The Ernest Cook Trust is pleased to have been among the sponsors of the inaugural School Farms Network Education Alliance (SFNEA) conference, held recently at the Royal Agricultural University in Cirencester.
The two-day event brought together outdoor learning practitioners, teachers and students from throughout the UK to network and share expertise in school-based farm learning.
Keynote speakers included Countryfile presenter and Cotswold Farm Park director Adam Henson, and Dan Corlett, Chief Executive of Farming and Countryside Education.
The conference explored rearing farm livestock in schools and the value of land-based education, including agriculture, business, technology, food security and the environment.
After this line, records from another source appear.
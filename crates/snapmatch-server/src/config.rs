//! Environment-driven server configuration.

use std::net::SocketAddr;
use std::path::PathBuf;

use anyhow::Context;
use snapmatch_game::Catalog;
use snapmatch_room::GameConfig;

/// Runtime settings, read once at startup.
///
/// - `SNAPMATCH_PORT` — listen port (default 8000)
/// - `SNAPMATCH_SYMBOLS` — optional path to a symbols file, one symbol
///   per line; the built-in catalog is used when unset
#[derive(Debug, Clone)]
pub struct ServerConfig {
    pub bind_addr: SocketAddr,
    pub symbols_file: Option<PathBuf>,
}

impl ServerConfig {
    pub fn from_env() -> anyhow::Result<Self> {
        let port = match std::env::var("SNAPMATCH_PORT") {
            Ok(raw) => raw
                .parse::<u16>()
                .with_context(|| format!("invalid SNAPMATCH_PORT: {raw:?}"))?,
            Err(_) => 8000,
        };
        let symbols_file = std::env::var("SNAPMATCH_SYMBOLS").ok().map(PathBuf::from);

        Ok(Self {
            bind_addr: SocketAddr::from(([0, 0, 0, 0], port)),
            symbols_file,
        })
    }

    /// Builds the game configuration all rooms will share, validating it
    /// so a catalog too small for full cards is fatal at startup.
    pub fn game_config(&self) -> anyhow::Result<GameConfig> {
        let catalog = match &self.symbols_file {
            Some(path) => Catalog::from_file(path)
                .with_context(|| format!("failed to load symbols from {}", path.display()))?,
            None => Catalog::default(),
        };
        let config = GameConfig {
            catalog,
            ..GameConfig::default()
        };
        config.validate().context("symbol catalog is too small")?;
        Ok(config)
    }
}
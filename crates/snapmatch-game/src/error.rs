//! Error types for the game layer.

/// Errors that can occur while generating cards.
#[derive(Debug, thiserror::Error)]
pub enum GameError {
    /// The symbol catalog cannot fill two cards that overlap in exactly
    /// one symbol. Fatal configuration error — there is no degraded mode,
    /// callers surface this at startup or at round start.
    #[error("symbol catalog too small: need at least {need} distinct symbols, have {have}")]
    CatalogTooSmall { need: usize, have: usize },

    /// Cards must carry at least one symbol.
    #[error("card size must be at least 1, got {0}")]
    InvalidCardSize(usize),

    /// The catalog file could not be read.
    #[error("failed to read symbol catalog: {0}")]
    CatalogUnreadable(#[from] std::io::Error),
}
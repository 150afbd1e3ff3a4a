//! One timed round: its card pair, deadline, and resolution state.

use std::time::{Duration, SystemTime, UNIX_EPOCH};

use snapmatch_game::{generate_pair, normalize, Card, CardPair, GameError};
use snapmatch_protocol::PlayerId;
use tokio::time::Instant;

use crate::GameConfig;

/// The outcome of evaluating one guess against a round.
#[derive(Debug, Clone, Copy, PartialEq, Eq)]
pub enum GuessOutcome {
    /// First correct guess: the round is now resolved with this winner.
    Win,
    /// Incorrect guess; the round stays active.
    Wrong,
    /// The round was already resolved when the guess arrived.
    Late,
    /// Empty or whitespace-only guess; ignored entirely.
    Empty,
}

/// A single round owned by one room.
///
/// `expires_at` is a monotonic instant used for the actual expiry timer;
/// `deadline_unix_ms` is the wall-clock deadline clients display. The two
/// are computed together at round start and never re-derived from each
/// other.
#[derive(Debug)]
pub struct Round {
    index: u64,
    cards: CardPair,
    /// Participants in join order at round start; seat 0 holds card A,
    /// seat 1 holds card B. Fixed for the round's lifetime even if a
    /// participant leaves mid-round.
    seats: Vec<PlayerId>,
    deadline_unix_ms: u64,
    expires_at: Instant,
    winner: Option<PlayerId>,
}

impl Round {
    /// Generates a fresh round from the configured catalog, assigning
    /// cards to `seats` in join order.
    pub fn start(
        index: u64,
        config: &GameConfig,
        seats: Vec<PlayerId>,
    ) -> Result<Self, GameError> {
        let cards =
            generate_pair(&config.catalog, config.card_size, &mut rand::rng())?;
        Ok(Self {
            index,
            cards,
            seats,
            deadline_unix_ms: unix_ms_after(config.round_duration),
            expires_at: Instant::now() + config.round_duration,
            winner: None,
        })
    }

    /// Monotonic round number within its room.
    pub fn index(&self) -> u64 {
        self.index
    }

    /// The generated card pair.
    pub fn cards(&self) -> &CardPair {
        &self.cards
    }

    /// The symbol both cards share.
    pub fn match_symbol(&self) -> &str {
        &self.cards.match_symbol
    }

    /// The card pair as seen by one participant: their own card first.
    /// `None` for a participant who held no seat when the round started.
    pub fn card_view(&self, player: PlayerId) -> Option<[Card; 2]> {
        let seat = self.seats.iter().position(|p| *p == player)?;
        let CardPair { card_a, card_b, .. } = &self.cards;
        Some(if seat == 0 {
            [card_a.clone(), card_b.clone()]
        } else {
            [card_b.clone(), card_a.clone()]
        })
    }

    /// Wall-clock deadline in unix epoch milliseconds, for display.
    pub fn deadline_unix_ms(&self) -> u64 {
        self.deadline_unix_ms
    }

    /// Monotonic instant at which the round expires.
    pub fn expires_at(&self) -> Instant {
        self.expires_at
    }

    /// Whether the round has been resolved with a winner.
    pub fn resolved(&self) -> bool {
        self.winner.is_some()
    }

    /// The winning participant, once resolved.
    pub fn winner(&self) -> Option<PlayerId> {
        self.winner
    }

    /// Evaluates a guess. The first correct guess transitions the round to
    /// resolved and records the winner; every later guess — correct or not
    /// — observes the resolved state and is reported as [`GuessOutcome::Late`].
    ///
    /// Comparison is whitespace-trimmed and case-folded on both sides.
    pub fn evaluate(&mut self, player: PlayerId, guess: &str) -> GuessOutcome {
        let guess = normalize(guess);
        if guess.is_empty() {
            return GuessOutcome::Empty;
        }
        if self.winner.is_some() {
            return GuessOutcome::Late;
        }
        if guess == normalize(self.match_symbol()) {
            self.winner = Some(player);
            GuessOutcome::Win
        } else {
            GuessOutcome::Wrong
        }
    }
}

/// Wall-clock timestamp `duration` from now, in unix epoch milliseconds.
fn unix_ms_after(duration: Duration) -> u64 {
    SystemTime::now()
        .duration_since(UNIX_EPOCH)
        .unwrap_or_default()
        .as_millis() as u64
        + duration.as_millis() as u64
}
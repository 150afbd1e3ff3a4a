//! WebSocket hub: bridges one socket to one room actor.
//!
//! Each connection runs in its own task with two halves glued by a
//! `select!`: room events flow out as JSON text frames, inbound frames
//! parse into client commands for the room. The task is also the
//! connection's janitor — when the socket drops for any reason, it
//! removes the player and tears the room down if nobody is left.

use std::sync::Arc;

use axum::extract::ws::{Message, WebSocket, WebSocketUpgrade};
use axum::extract::{Path, State};
use axum::response::Response;
use futures_util::stream::SplitSink;
use futures_util::{SinkExt, StreamExt};
use tokio::sync::mpsc;

use snapmatch_protocol::{ClientMessage, RoomCode, ServerMessage};
use snapmatch_room::RoomHandle;

use crate::AppState;

pub async fn ws_handler(
    ws: WebSocketUpgrade,
    Path(code): Path<String>,
    State(state): State<Arc<AppState>>,
) -> Response {
    let code = RoomCode::new(code);
    ws.on_upgrade(move |socket| handle_socket(socket, code, state))
}

async fn handle_socket(socket: WebSocket, code: RoomCode, state: Arc<AppState>) {
    let room = {
        let registry = state.registry.lock().await;
        registry.get(&code)
    };
    let (mut ws_tx, mut ws_rx) = socket.split();

    let room = match room {
        Ok(room) => room,
        Err(e) => {
            tracing::debug!(room = %code, error = %e, "connection to unknown room");
            reject(&mut ws_tx, e.to_string()).await;
            return;
        }
    };

    // Register with the room before reading any frames so join events
    // are already ordered ahead of anything this connection causes.
    let (event_tx, mut event_rx) = mpsc::unbounded_channel();
    let joined = match room.join(event_tx).await {
        Ok(joined) => joined,
        Err(e) => {
            reject(&mut ws_tx, e.to_string()).await;
            return;
        }
    };
    let player_id = joined.player_id;
    tracing::debug!(room = %code, player = %player_id, "socket attached");

    loop {
        tokio::select! {
            event = event_rx.recv() => match event {
                Some(msg) => {
                    let text = match serde_json::to_string(&msg) {
                        Ok(text) => text,
                        Err(e) => {
                            tracing::error!(room = %code, error = %e, "event serialization failed");
                            continue;
                        }
                    };
                    if ws_tx.send(Message::Text(text)).await.is_err() {
                        break;
                    }
                }
                // Room gone (actor stopped); drop the connection.
                None => break,
            },
            frame = ws_rx.next() => match frame {
                Some(Ok(Message::Text(text))) => {
                    match serde_json::from_str::<ClientMessage>(&text) {
                        Ok(msg) => {
                            if room.send(player_id, msg).await.is_err() {
                                break;
                            }
                        }
                        Err(e) => {
                            tracing::debug!(
                                room = %code,
                                player = %player_id,
                                error = %e,
                                "ignoring malformed frame"
                            );
                        }
                    }
                }
                Some(Ok(Message::Close(_))) | None => break,
                // Pings are answered by axum; binary and pong are noise.
                Some(Ok(_)) => {}
                Some(Err(e)) => {
                    tracing::debug!(room = %code, player = %player_id, error = %e, "socket error");
                    break;
                }
            },
        }
    }

    disconnect(&state, &room, &code, player_id).await;
}

/// Sends a protocol-level error and closes a socket that never joined.
async fn reject(ws_tx: &mut SplitSink<WebSocket, Message>, message: String) {
    let msg = ServerMessage::Error { message };
    if let Ok(text) = serde_json::to_string(&msg) {
        let _ = ws_tx.send(Message::Text(text)).await;
    }
    let _ = ws_tx.send(Message::Close(None)).await;
}

/// Removes the player from their room and retires the room if empty.
async fn disconnect(
    state: &AppState,
    room: &RoomHandle,
    code: &RoomCode,
    player_id: snapmatch_protocol::PlayerId,
) {
    tracing::debug!(room = %code, player = %player_id, "socket detached");
    match room.leave(player_id).await {
        Ok(0) => {
            let mut registry = state.registry.lock().await;
            registry.remove(code).await;
        }
        Ok(_) => {}
        // Actor already stopped; the registry entry may linger if the
        // room ended on its own, so sweep it here too.
        Err(_) => {
            let mut registry = state.registry.lock().await;
            registry.remove(code).await;
        }
    }
}
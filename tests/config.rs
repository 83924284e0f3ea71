mod common;

use approx::assert_relative_eq;
use common::*;
use lumped_inertia::config::ConfigError;
use lumped_inertia::{
    run_balance, AircraftSource, AnalyticOracle, BalanceInput, InertiaConfig, MassDistribution,
    SymmetryPlane,
};
use pretty_assertions::assert_eq;

const GLIDER: &str = r#"
name: Glider
wings:
  - name: Wing
    symmetry: 2
    sections:
      - leading_edge: [2.0, 7.5, 0.4]
        chord: 0.5
      - leading_edge: [1.8, 0.0, 0.0]
        chord: 1.0
        thickness: 0.14
      - leading_edge: [1.9, 3.0, 0.1]
        chord: 0.8
    segments:
      - inner: 2
        outer: 0
      - inner: 1
        outer: 2
fuselages:
  - name: Pod
    frames:
      - center: [0.0, 0.0, 0.0]
        width: 0.1
        height: 0.1
      - center: [1.0, 0.0, 0.0]
        width: 0.7
        height: 0.9
      - center: [7.0, 0.0, 0.2]
        width: 0.1
        height: 0.2
    segments:
      - inner: 1
        outer: 2
      - inner: 0
        outer: 1
"#;

const GLIDER_INPUT: &str = r#"
center_of_gravity: [2.1, 0.0, 0.05]
masses:
  fuselages:
    - [40.0, 15.0]
  wings:
    - segments: [12.0, 30.0]
      mirrored: [13.0, 30.0]
"#;

#[test]
fn test_glider_from_yaml() {
    let aircraft = write_text(GLIDER);
    let input = write_text(GLIDER_INPUT);

    let definition = AircraftSource::parse(&aircraft.path().display().to_string())
        .load()
        .unwrap();
    assert_eq!(definition.wings[0].symmetry, SymmetryPlane::Xz);
    assert_relative_eq!(definition.wings[0].sections[0].thickness, 0.12);

    let input = BalanceInput::from_file(input.path()).unwrap();
    let config = InertiaConfig {
        mass_distribution: MassDistribution::AreaWeighted,
        ..InertiaConfig::with_spacing(0.25)
    };
    let mut oracle = AnalyticOracle::new(definition).unwrap();
    let report = run_balance(&mut oracle, &config, &input).unwrap();

    assert_eq!(report.wings.wings[0].section_order, vec![1, 2, 0]);
    assert_eq!(report.fuselages.fuselages[0].section_order, vec![0, 1, 2]);
    assert_relative_eq!(report.inertia.fuselages.mass(), 55.0, epsilon = 1e-9);
    assert_relative_eq!(report.inertia.wings.mass(), 12.0 + 13.0 + 60.0, epsilon = 1e-9);
    assert_tensor_valid(&report.inertia.total);
    // the heavier mirrored tip breaks the lateral symmetry
    assert!(report.inertia.wings.tensor.ixy.abs() > 0.0);
}

#[test]
fn test_inertia_config_round_trip() {
    let config = InertiaConfig {
        spacing: 0.3,
        wing_chord_subdivisions: 7,
        profile_samples: 48,
        mass_distribution: MassDistribution::AreaWeighted,
    };
    let file = write_yaml(&config);
    assert_eq!(InertiaConfig::from_file(file.path()).unwrap(), config);
}

#[test]
fn test_inertia_config_rejects_coarse_profile() {
    let file = write_text("profile_samples: 2\n");
    assert!(matches!(
        InertiaConfig::from_file(file.path()),
        Err(ConfigError::ValidationError(_))
    ));
}

#[test]
fn test_unknown_symmetry_code_rejected() {
    let file = write_text(&GLIDER.replace("symmetry: 2", "symmetry: 7"));
    assert!(matches!(
        AircraftSource::File(file.path().to_path_buf()).load(),
        Err(ConfigError::YamlError(_))
    ));
}

#[test]
fn test_segment_referencing_missing_section_rejected() {
    let file = write_text(&GLIDER.replace("inner: 2\n        outer: 0", "inner: 2\n        outer: 5"));
    assert!(matches!(
        AircraftSource::File(file.path().to_path_buf()).load(),
        Err(ConfigError::ValidationError(_))
    ));
}

#[test]
fn test_preset_names() {
    for name in ["bwb", "blended_wing_body", "Conventional"] {
        assert!(matches!(AircraftSource::parse(name), AircraftSource::Programmed(_)));
    }
    let definition = AircraftSource::parse("bwb").load().unwrap();
    assert_eq!(definition.wings.len(), 2);
    assert!(definition.fuselages.is_empty());
}
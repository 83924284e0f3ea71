use serde::de::DeserializeOwned;
use std::path::Path;
use thiserror::Error;

#[derive(Error, Debug)]
pub enum ConfigError {
    #[error("Failed to read config file: {0}")]
    FileError(#[from] std::io::Error),
    #[error("Failed to parse YAML: {0}")]
    YamlError(#[from] serde_yaml::Error),
    #[error("Invalid configuration: {0}")]
    ValidationError(String),
}

/// Reads a YAML file into any deserializable configuration type.
pub fn load_yaml<T: DeserializeOwned, P: AsRef<Path>>(path: P) -> Result<T, ConfigError> {
    let file_contents = std::fs::read_to_string(path)?;
    Ok(serde_yaml::from_str(&file_contents)?)
}
//! Reconstruction of the spanwise (or longitudinal) segment chain.
//!
//! The geometry oracle reports, for every segment, the section it starts at
//! and the section it ends at, in whatever order the segments were defined.
//! Downstream analyses need them root to tip: segment `k` must end where
//! segment `k + 1` starts.

use petgraph::graph::{DiGraph, NodeIndex};
use petgraph::Direction;
use std::collections::{HashMap, HashSet};
use thiserror::Error;
use tracing::debug;

use crate::components::SegmentLink;
use crate::oracle::GeometryOracle;
use crate::utils::{BalanceError, ComponentId};

#[derive(Error, Debug, Clone, PartialEq)]
pub enum TopologyError {
    #[error("component has no segments")]
    Empty,

    #[error("root segment {root} out of range ({count} segments)")]
    RootOutOfRange { root: usize, count: usize },

    #[error("segment {segment} is defined more than once")]
    DuplicateSegment { segment: usize },

    #[error("no segment starts at section {section}")]
    MissingLink { section: usize },

    #[error("segments {candidates:?} all start at section {section}")]
    AmbiguousLink {
        section: usize,
        candidates: Vec<usize>,
    },

    #[error("chain returns to section {section}")]
    Cycle { section: usize },
}

/// Index of the segment with the smallest ranking key.
///
/// Ties keep the earliest segment.
pub fn find_root_segment(keys: &[f64]) -> Option<usize> {
    let mut best: Option<(usize, f64)> = None;
    for (i, &key) in keys.iter().enumerate() {
        match best {
            Some((_, current)) if !(key < current) => {}
            _ => best = Some((i, key)),
        }
    }
    best.map(|(i, _)| i)
}

/// Orders `links` into a connected chain starting with `links[root]`.
///
/// Every step must be unique: when two unused segments start at the section
/// the chain has reached, the geometry is rejected rather than guessed.
pub fn reorder_segments(
    links: &[SegmentLink],
    root: usize,
) -> Result<Vec<SegmentLink>, TopologyError> {
    if links.is_empty() {
        return Err(TopologyError::Empty);
    }
    if root >= links.len() {
        return Err(TopologyError::RootOutOfRange {
            root,
            count: links.len(),
        });
    }

    let mut seen = HashSet::new();
    for link in links {
        if !seen.insert(link.segment) {
            return Err(TopologyError::DuplicateSegment {
                segment: link.segment,
            });
        }
    }

    let mut graph: DiGraph<usize, usize> = DiGraph::new();
    let mut nodes: HashMap<usize, NodeIndex> = HashMap::new();
    for (i, link) in links.iter().enumerate() {
        let inner = *nodes
            .entry(link.inner)
            .or_insert_with(|| graph.add_node(link.inner));
        let outer = *nodes
            .entry(link.outer)
            .or_insert_with(|| graph.add_node(link.outer));
        graph.add_edge(inner, outer, i);
    }

    let mut used = vec![false; links.len()];
    let mut visited: HashSet<usize> = HashSet::new();
    let mut chain = Vec::with_capacity(links.len());

    let first = links[root];
    used[root] = true;
    visited.insert(first.inner);
    if !visited.insert(first.outer) {
        return Err(TopologyError::Cycle {
            section: first.outer,
        });
    }
    chain.push(first);

    while chain.len() < links.len() {
        let section = chain[chain.len() - 1].outer;
        let node = nodes[&section];

        let mut candidates: Vec<usize> = graph
            .edges_directed(node, Direction::Outgoing)
            .map(|edge| *edge.weight())
            .filter(|&i| !used[i])
            .collect();

        let next = match candidates.len() {
            0 => return Err(TopologyError::MissingLink { section }),
            1 => candidates[0],
            _ => {
                candidates.sort_unstable();
                return Err(TopologyError::AmbiguousLink {
                    section,
                    candidates: candidates.iter().map(|&i| links[i].segment).collect(),
                });
            }
        };

        let link = links[next];
        if !visited.insert(link.outer) {
            return Err(TopologyError::Cycle {
                section: link.outer,
            });
        }
        used[next] = true;
        chain.push(link);
    }

    debug!(
        root = first.segment,
        segments = chain.len(),
        "segment chain reconstructed"
    );
    Ok(chain)
}

/// Section ids along the chain, first-seen order, without repeats.
pub fn section_order(chain: &[SegmentLink]) -> Vec<usize> {
    let mut order: Vec<usize> = Vec::with_capacity(chain.len() + 1);
    let sections = chain
        .iter()
        .map(|link| link.inner)
        .chain(chain.last().map(|link| link.outer));
    for section in sections {
        if !order.contains(&section) {
            order.push(section);
        }
    }
    order
}

/// Reads the segment links of a component and puts them in root-to-tip order.
///
/// The root is the segment whose key (computed from the oracle) is smallest.
pub fn ordered_chain<O, F>(
    oracle: &O,
    component: ComponentId,
    mut root_key: F,
) -> Result<Vec<SegmentLink>, BalanceError>
where
    O: GeometryOracle,
    F: FnMut(&O, usize) -> Result<f64, BalanceError>,
{
    let segment_count = oracle.segment_count(component)?;
    let mut links = Vec::with_capacity(segment_count);
    let mut keys = Vec::with_capacity(segment_count);
    for segment in 0..segment_count {
        let (inner, outer) = oracle.segment_sections(component, segment)?;
        links.push(SegmentLink::new(segment, inner, outer));
        keys.push(root_key(oracle, segment)?);
    }

    let inconsistent = |source: TopologyError| BalanceError::GeometryInconsistency {
        component: component.to_string(),
        source,
    };
    let root = find_root_segment(&keys)
        .ok_or_else(|| inconsistent(TopologyError::Empty))?;
    reorder_segments(&links, root).map_err(inconsistent)
}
Currently there are more than 116 school farms in the UK. The conference heard that school farms help students become passionate about animals and farming practices, as well as helping them build confidence and improve their academic performance.
And a key message was how much we need bright young people for the future of agriculture and food production.
The School Farms Network Education Alliance is a partnership between the Royal Agriculture University, education specialist firm Applied Inspiration and the School Farms Network, with support from the Federation of City Farms and Community Gardens.
The conference included the inaugural SFNEA Gala Awards Dinner, which celebrated the very best of the UK’s school farms. The dinner was sponsored by ECT and attended by Chief Executive Dr Victoria Edwards, Head of Education Anne Newman, and Education Officers Liz MacKenzie and Sue Nixon-Lea (pictured with Adam Henson).
Dr Edwards said: “We were very proud to be part of this inaugural conference. It was a great networking opportunity, bringing together people from all over the country with a shared passion for farming and farm-based learning.
“This is something we are keen to support because we have so many shared values in helping children and young people to learn from the land.”